By Kenneth S. Allen
THE ERICKSON TRIBUNE
As nearly 400 priority list members looked on, shovels of earth turned in a symbolic groundbreaking for Windsor Run.
Erickson Retirement Communities Founder and CEO John Erickson told the crowd that construction will begin in early 2009 and take about a year.
He also announced that interest in Windsor Run is so great that construction plans have been scaled up.
"Windsor Run has had a record-breaking start," Erickson said. "There are over 400 priority list members already. That is the largest number of people who have said ‘yes’ to an Erickson community in this short of a period."
The priority list is a group of people who have put down a fully refundable $1,000 deposit to reserve their place in line for the apartment home of their choice at Windsor Run.

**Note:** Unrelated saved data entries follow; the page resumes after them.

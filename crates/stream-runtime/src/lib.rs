//! # Stream Runtime Library
//!
//! Binds the channels that application modules declare to messaging
//! middleware chosen by configuration, and wires modules composed into one
//! process through shared in-process channels.
//!
//! ## Layout
//!
//! - `adapters/` - Binder and module ports, in-memory binder
//! - `registry/` - Binder registry and binder type factories
//! - `binding/` - Extractor, property resolver, configurers, binding service
//! - `wiring/` - Shared channels, composition, aggregation orchestrator
//! - `container/` - TOML configuration and assembly of the stack
//! - `modules/` - Standard module shapes
//!
//! ## Startup flow
//!
//! ```text
//! ModuleDefinition ──► extract ──► resolve properties ──► select binder ──► bind
//!                                  (env > file > defaults)   (registry)
//! ```

#![allow(clippy::type_complexity)]

pub mod adapters;
pub mod binding;
pub mod container;
pub mod health;
pub mod modules;
pub mod registry;
pub mod wiring;

pub use adapters::{Binder, BindingHandle, InMemoryBinder, InMemoryBroker, ModuleChannels, ModuleDefinition, TransportError};
pub use binding::{
    extract, Binding, BindingPropertiesResolver, BindingService, BindingState, ConfigurerChain, PropertySource,
};
pub use container::{StreamConfig, StreamContainer};
pub use health::{HealthReport, HealthStatus};
pub use modules::{ModuleShape, ModuleSpec};
pub use registry::{BinderRegistry, BinderTypeRegistry};
pub use wiring::{AggregateBuilder, AggregatePhase, AggregateRuntime, ModuleComposition};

Erickson said that because of the heightened interest, Windsor Run would open with at least two residence buildings, and perhaps three.
He gave a wide-ranging talk at the ceremony, outlining his philosophy of retirement living, health care, social responsibility, and the secret to life.
The early days
Erickson told of his early days as a developer of homes for people retiring to Florida. He noticed two things that would drive his future endeavors:
"For every person who moved to Florida, 20 stayed in their house," he said. Erickson thought those people represented a good market.
Second, he observed that most of the attention was on the first phase of retirement. "We can do better for the last half of their retirement than the first half," Erickson said. "We can make it better—a lot better—if we put our minds to it."
Erickson got the opportunity to take action at an abandoned seminary near Baltimore that became Charlestown, the first Erickson community. There, Erickson began implementing his ideas from transportation to recreation to spirituality to health care.